- Opening Delimiter -

use crate::config::{InputField, KEY_VALUE_SLOT, OperationName, ServiceConfiguration, Values};
use crate::engine::dropdown::{DropdownData, DropdownLoader, DropdownOption};
use crate::engine::executor::OperationExecutor;
use crate::engine::http::HttpTransport;
use crate::engine::template::{is_blank, value_to_text};
use crate::error::{AppError, AppResult};
use crate::features::auth::vault::CredentialVault;
use crate::storage::{EDITING_ID_KEY, INPUT_VALUES_KEY, LocalStorage, read_slice, write_slice};
use serde::Serialize;
use serde_json::Value;
use std::sync::Arc;

const RECORD_ID_PARAM: &str = "recordId";
const RESULT_KEYS: [&str; 3] = ["records", "data", "result"];

#[derive(Debug, Clone, Copy, PartialEq, Eq)]
pub enum Notice {
    Success,
    Info,
    Warning,
}

/// Transient user-facing messages.
pub trait Notifier: Send + Sync {
    fn notify(&self, notice: Notice, message: &str);
}

/// Asks the user to approve a destructive action.
pub trait Confirmation {
    fn confirm(&self, prompt: &str) -> AppResult<bool>;
}

#[derive(Debug, Clone, PartialEq, Serialize)]
pub struct Record {
    pub id: String,
    pub fields: Values,
}

impl Record {
    /// `record.fields` when present, else the record object itself; array rows
    /// are mapped onto the data fields by position.
    fn from_row(index: usize, row: &Value, data_fields: &[&InputField]) -> Self {
        let id = match row.get("id") {
            Some(value) if !value.is_null() => value_to_text(value),
            _ => index.to_string(),
        };

        let fields = match row {
            Value::Object(object) => match object.get("fields") {
                Some(Value::Object(fields)) => fields.clone(),
                _ => object.clone(),
            },
            Value::Array(cells) => data_fields
                .iter()
                .zip(cells)
                .map(|(field, cell)| (field.key.clone(), cell.clone()))
                .collect(),
            _ => Values::new(),
        };

        Self { id, fields }
    }
}

/// Form state, record list and CRUD actions for one service screen.
pub struct RecordViewController {
    config: Arc<ServiceConfiguration>,
    vault: Arc<CredentialVault>,
    http: Arc<dyn HttpTransport>,
    storage: Arc<dyn LocalStorage>,
    notifier: Arc<dyn Notifier>,
    input_values: Values,
    editing_id: Option<String>,
    dropdown_data: DropdownData,
    records: Vec<Record>,
    loading: bool,
    error: Option<String>,
}

impl RecordViewController {
    pub fn new(
        config: Arc<ServiceConfiguration>,
        vault: Arc<CredentialVault>,
        http: Arc<dyn HttpTransport>,
        storage: Arc<dyn LocalStorage>,
        notifier: Arc<dyn Notifier>,
    ) -> Self {
        let input_values = read_slice(storage.as_ref(), INPUT_VALUES_KEY);
        let editing_id = read_slice(storage.as_ref(), EDITING_ID_KEY);

        Self {
            config,
            vault,
            http,
            storage,
            notifier,
            input_values,
            editing_id,
            dropdown_data: DropdownData::new(),
            records: Vec::new(),
            loading: false,
            error: None,
        }
    }

    pub fn config(&self) -> &ServiceConfiguration {
        &self.config
    }

    pub fn input_values(&self) -> &Values {
        &self.input_values
    }

    pub fn editing_id(&self) -> Option<&str> {
        self.editing_id.as_deref()
    }

    pub fn dropdown_options(&self, key: &str) -> &[DropdownOption] {
        self.dropdown_data.get(key).map_or(&[], Vec::as_slice)
    }

    pub fn records(&self) -> &[Record] {
        &self.records
    }

    pub fn is_loading(&self) -> bool {
        self.loading
    }

    pub fn error(&self) -> Option<&str> {
        self.error.as_deref()
    }

    /// Stores one input value and refreshes the dropdowns that depend on it.
    pub async fn set_input(&mut self, key: &str, value: Value) -> AppResult<()> {
        if key == KEY_VALUE_SLOT && self.config.input(key).is_none() && self.config.has_key_value_field()
        {
            self.input_values.insert(KEY_VALUE_SLOT.to_string(), value);
            return self.persist_inputs();
        }

        let field = self.config.input(key).ok_or_else(|| {
            AppError::configuration(format!(
                "Field `{key}` is not declared for {}.",
                self.config.service_code
            ))
        })?;
        let cleared = is_blank(&value);
        self.input_values.insert(field.key.clone(), value);
        self.persist_inputs()?;

        let dependents: Vec<InputField> = self
            .config
            .inputs
            .iter()
            .filter(|input| input.is_dynamic_dropdown())
            .filter(|input| input.depends_on.as_deref() == Some(key))
            .cloned()
            .collect();

        for dependent in dependents {
            if cleared {
                self.dropdown_data.insert(dependent.key.clone(), Vec::new());
            } else if self.vault.is_authenticated() {
                self.load_dropdown(&dependent).await?;
            }
        }
        Ok(())
    }

    /// Loads every dropdown without a dependency, and dependent ones whose parent is set.
    pub async fn load_independent_dropdowns(&mut self) -> AppResult<()> {
        if !self.vault.is_authenticated() {
            return Ok(());
        }

        let dropdowns: Vec<InputField> = self
            .config
            .inputs
            .iter()
            .filter(|input| input.is_dynamic_dropdown())
            .cloned()
            .collect();

        for field in dropdowns.iter().filter(|field| field.depends_on.is_none()) {
            self.load_dropdown(field).await?;
        }
        for field in dropdowns.iter().filter(|field| field.depends_on.is_some()) {
            let parent_set = field
                .depends_on
                .as_deref()
                .and_then(|parent| self.input_values.get(parent))
                .is_some_and(|value| !is_blank(value));
            if parent_set {
                self.load_dropdown(field).await?;
            } else {
                self.dropdown_data.insert(field.key.clone(), Vec::new());
            }
        }
        Ok(())
    }

    /// Loads the options of a single dropdown field by key.
    pub async fn load_options(&mut self, key: &str) -> AppResult<Vec<DropdownOption>> {
        let field = self
            .config
            .input(key)
            .filter(|input| input.is_dynamic_dropdown())
            .cloned()
            .ok_or_else(|| {
                AppError::configuration(format!("`{key}` is not a dynamic dropdown field."))
            })?;
        if !self.vault.is_authenticated() {
            return Err(AppError::auth("Please log in first."));
        }
        self.load_dropdown(&field).await?;
        Ok(self.dropdown_options(key).to_vec())
    }

    async fn load_dropdown(&mut self, field: &InputField) -> AppResult<()> {
        self.loading = true;
        let auth_values = self.vault.values();
        let loader = DropdownLoader::new(&self.config, self.http.as_ref());
        let result = loader
            .load(field, &self.input_values, &auth_values, &mut self.dropdown_data)
            .await;
        self.loading = false;

        result.map(|_| ()).map_err(|err| {
            log::warn!("options for `{}` failed: {err}", field.key);
            self.fail(AppError::new(
                err.kind,
                format!("Failed to load {} options", field.label),
            ))
        })
    }

    /// Replaces the record list with the backend's; keeps the old list on failure.
    pub async fn fetch_records(&mut self) -> AppResult<usize> {
        self.loading = true;
        self.error = None;
        let result = self.execute(OperationName::Fetch, &Values::new()).await;
        self.loading = false;

        let body = result.map_err(|err| self.fail(err))?;
        let data_fields = self.config.data_fields();
        self.records = normalize_records(body)
            .iter()
            .enumerate()
            .map(|(index, row)| Record::from_row(index, row, &data_fields))
            .collect();

        let count = self.records.len();
        self.notifier
            .notify(Notice::Success, &format!("Loaded {count} records"));
        Ok(count)
    }

    /// Creates, or updates the record being edited, then reloads the list.
    pub async fn submit(&mut self) -> AppResult<()> {
        let missing: Vec<String> = self
            .config
            .data_fields()
            .into_iter()
            .filter(|field| field.required)
            .filter(|field| self.input_values.get(&field.key).is_none_or(is_blank))
            .map(|field| field.label.clone())
            .collect();
        if !missing.is_empty() {
            let err = AppError::missing_fields("Please fill in", &missing);
            self.notifier.notify(Notice::Warning, &err.message);
            return Err(self.fail(err));
        }

        let (operation, params) = match &self.editing_id {
            Some(id) => (OperationName::Update, record_params(id)),
            None => (OperationName::Create, Values::new()),
        };

        self.loading = true;
        self.error = None;
        let result = self.execute(operation, &params).await;
        self.loading = false;
        result.map_err(|err| self.fail(err))?;

        let message = if operation == OperationName::Update {
            "Record updated successfully!"
        } else {
            "Record created successfully!"
        };
        self.notifier.notify(Notice::Success, message);

        self.clear_form()?;
        self.fetch_records().await.map(|_| ())
    }

    /// Deletes after confirmation; returns `false` when the user declined.
    pub async fn delete(&mut self, id: &str, confirmation: &dyn Confirmation) -> AppResult<bool> {
        if !confirmation.confirm("Are you sure you want to delete this record?")? {
            return Ok(false);
        }

        self.loading = true;
        self.error = None;
        let result = self.execute(OperationName::Delete, &record_params(id)).await;
        self.loading = false;
        result.map_err(|err| self.fail(err))?;

        self.notifier.notify(Notice::Success, "Record deleted!");
        self.fetch_records().await?;
        Ok(true)
    }

    /// Copies the record at `index` into the form and marks it as being edited.
    pub fn begin_edit(&mut self, index: usize) -> AppResult<()> {
        let record = self.records.get(index).cloned().ok_or_else(|| {
            AppError::validation(format!("No record at position {}.", index + 1))
        })?;

        for field in self.config.data_fields() {
            if let Some(value) = record.fields.get(&field.key).filter(|value| !value.is_null()) {
                self.input_values.insert(field.key.clone(), value.clone());
            }
        }
        self.editing_id = Some(record.id);
        self.persist_inputs()?;
        self.persist_editing_id()
    }

    /// Position of the record with `id` in the current list.
    pub fn position_of(&self, id: &str) -> Option<usize> {
        self.records.iter().position(|record| record.id == id)
    }

    pub fn reset(&mut self) -> AppResult<()> {
        self.error = None;
        self.clear_form()
    }

    fn clear_form(&mut self) -> AppResult<()> {
        for field in self.config.data_fields() {
            self.input_values
                .insert(field.key.clone(), Value::String(String::new()));
        }
        self.editing_id = None;
        self.persist_inputs()?;
        self.persist_editing_id()
    }

    async fn execute(&self, operation: OperationName, params: &Values) -> AppResult<Value> {
        OperationExecutor::new(&self.config, &self.vault, self.http.as_ref())
            .execute(operation, &self.input_values, params)
            .await
    }

    fn fail(&mut self, err: AppError) -> AppError {
        self.error = Some(err.message.clone());
        err
    }

    fn persist_inputs(&self) -> AppResult<()> {
        write_slice(self.storage.as_ref(), INPUT_VALUES_KEY, &self.input_values)
    }

    fn persist_editing_id(&self) -> AppResult<()> {
        write_slice(self.storage.as_ref(), EDITING_ID_KEY, &self.editing_id)
    }
}

fn record_params(id: &str) -> Values {
    let mut params = Values::new();
    params.insert(RECORD_ID_PARAM.to_string(), Value::String(id.to_string()));
    params
}

/// An array is taken as-is, else the first of `records`, `data`, `result` that is one.
fn normalize_records(body: Value) -> Vec<Value> {
    match body {
        Value::Array(rows) => rows,
        Value::Object(mut object) => RESULT_KEYS
            .iter()
            .find_map(|key| match object.remove(*key) {
                Some(Value::Array(rows)) => Some(rows),
                _ => None,
            })
            .unwrap_or_default(),
        _ => Vec::new(),
    }
}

- Closing Delimiter -

# Task requirements:
Pull every line containing the word "DropdownOption" out of the material and copy it.

# Problem solution:
use crate::engine::dropdown::{DropdownData, DropdownLoader, DropdownOption};
    pub fn dropdown_options(&self, key: &str) -> &[DropdownOption] {
    pub async fn load_options(&mut self, key: &str) -> AppResult<Vec<DropdownOption>> {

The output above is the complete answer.